• AIM OF THE EXERCISE
Pull every line holding the word "TrawlError" from the data below and copy it.

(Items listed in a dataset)
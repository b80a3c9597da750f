//! Sumi-Trawl: a browser-driven domain crawler
//!
//! This crate schedules page visits across a single site: it deduplicates
//! discovered links, runs a bounded number of rendering sessions in parallel,
//! filters every outbound request through a domain/resource policy, and
//! detects when the crawl has gone quiet.

pub mod config;
pub mod crawler;
pub mod output;
pub mod render;
pub mod state;
pub mod url;

use thiserror::Error;

/// Main error type for Sumi-Trawl operations
///
/// Only conditions that stop the whole crawl surface here. Failures of a
/// single page are recorded as [`TaskError`]s instead.
#[derive(Debug, Error)]
pub enum TrawlError {
    #[error("Configuration error: {0}")]
    Config(#[from] ConfigError),

    #[error("URL error: {0}")]
    UrlError(#[from] UrlError),

    #[error("URL parse error: {0}")]
    UrlParse(#[from] ::url::ParseError),

    #[error("Failed to launch rendering engine: {0}")]
    BrowserLaunch(String),

    #[error("Rendering engine error: {0}")]
    Render(#[from] render::RenderError),

    #[error("Invalid state transition: {from:?} -> {to:?}")]
    InvalidTransition {
        from: state::TaskState,
        to: state::TaskState,
    },

    #[error("Crawler is closed")]
    Closed,

    #[error("IO error: {0}")]
    Io(#[from] std::io::Error),
}

/// Configuration-specific errors
#[derive(Debug, Error)]
pub enum ConfigError {
    #[error("Failed to read config file: {0}")]
    Io(#[from] std::io::Error),

    #[error("Failed to parse TOML: {0}")]
    Parse(#[from] toml::de::Error),

    #[error("Validation error: {0}")]
    Validation(String),

    #[error("Invalid URL in config: {0}")]
    InvalidUrl(String),

    #[error("Invalid domain pattern: {0}")]
    InvalidPattern(String),
}

/// URL-specific errors
#[derive(Debug, Error, Clone, PartialEq, Eq)]
pub enum UrlError {
    #[error("Failed to parse URL: {0}")]
    Parse(String),

    #[error("Invalid URL scheme: {0}")]
    InvalidScheme(String),

    #[error("Missing domain in URL")]
    MissingDomain,
}

/// Failure of a single crawl task, kept in the error record list
#[derive(Debug, Error, Clone, PartialEq, Eq)]
pub enum TaskError {
    #[error("Navigation timeout of {timeout_ms} ms exceeded")]
    NavigationTimeout { timeout_ms: u64 },

    #[error("Navigation failed: {0}")]
    Navigation(String),

    #[error("Post-processing failed: {0}")]
    PostProcessing(String),

    #[error("Task panicked: {0}")]
    Panicked(String),
}

impl TaskError {
    /// Returns true if post-load processing should still run after this error
    pub fn is_recoverable(&self) -> bool {
        matches!(self, Self::NavigationTimeout { .. })
    }
}

impl From<render::NavigationError> for TaskError {
    fn from(error: render::NavigationError) -> Self {
        match error {
            render::NavigationError::Timeout { timeout_ms } => Self::NavigationTimeout { timeout_ms },
            other => Self::Navigation(other.to_string()),
        }
    }
}


/// Result type alias for Sumi-Trawl operations
pub type Result<T> = std::result::Result<T, TrawlError>;

/// Result type alias for configuration operations
pub type ConfigResult<T> = std::result::Result<T, ConfigError>;

/// Result type alias for URL operations
pub type UrlResult<T> = std::result::Result<T, UrlError>;

// Re-export commonly used types
pub use config::Config;
pub use crawler::{Crawler, ErrorRecord};
pub use state::TaskState;
pub use url::{canonicalize_url, registrable_domain};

• TASK ANSWER
pub enum TrawlError {
pub type Result<T> = std::result::Result<T, TrawlError>;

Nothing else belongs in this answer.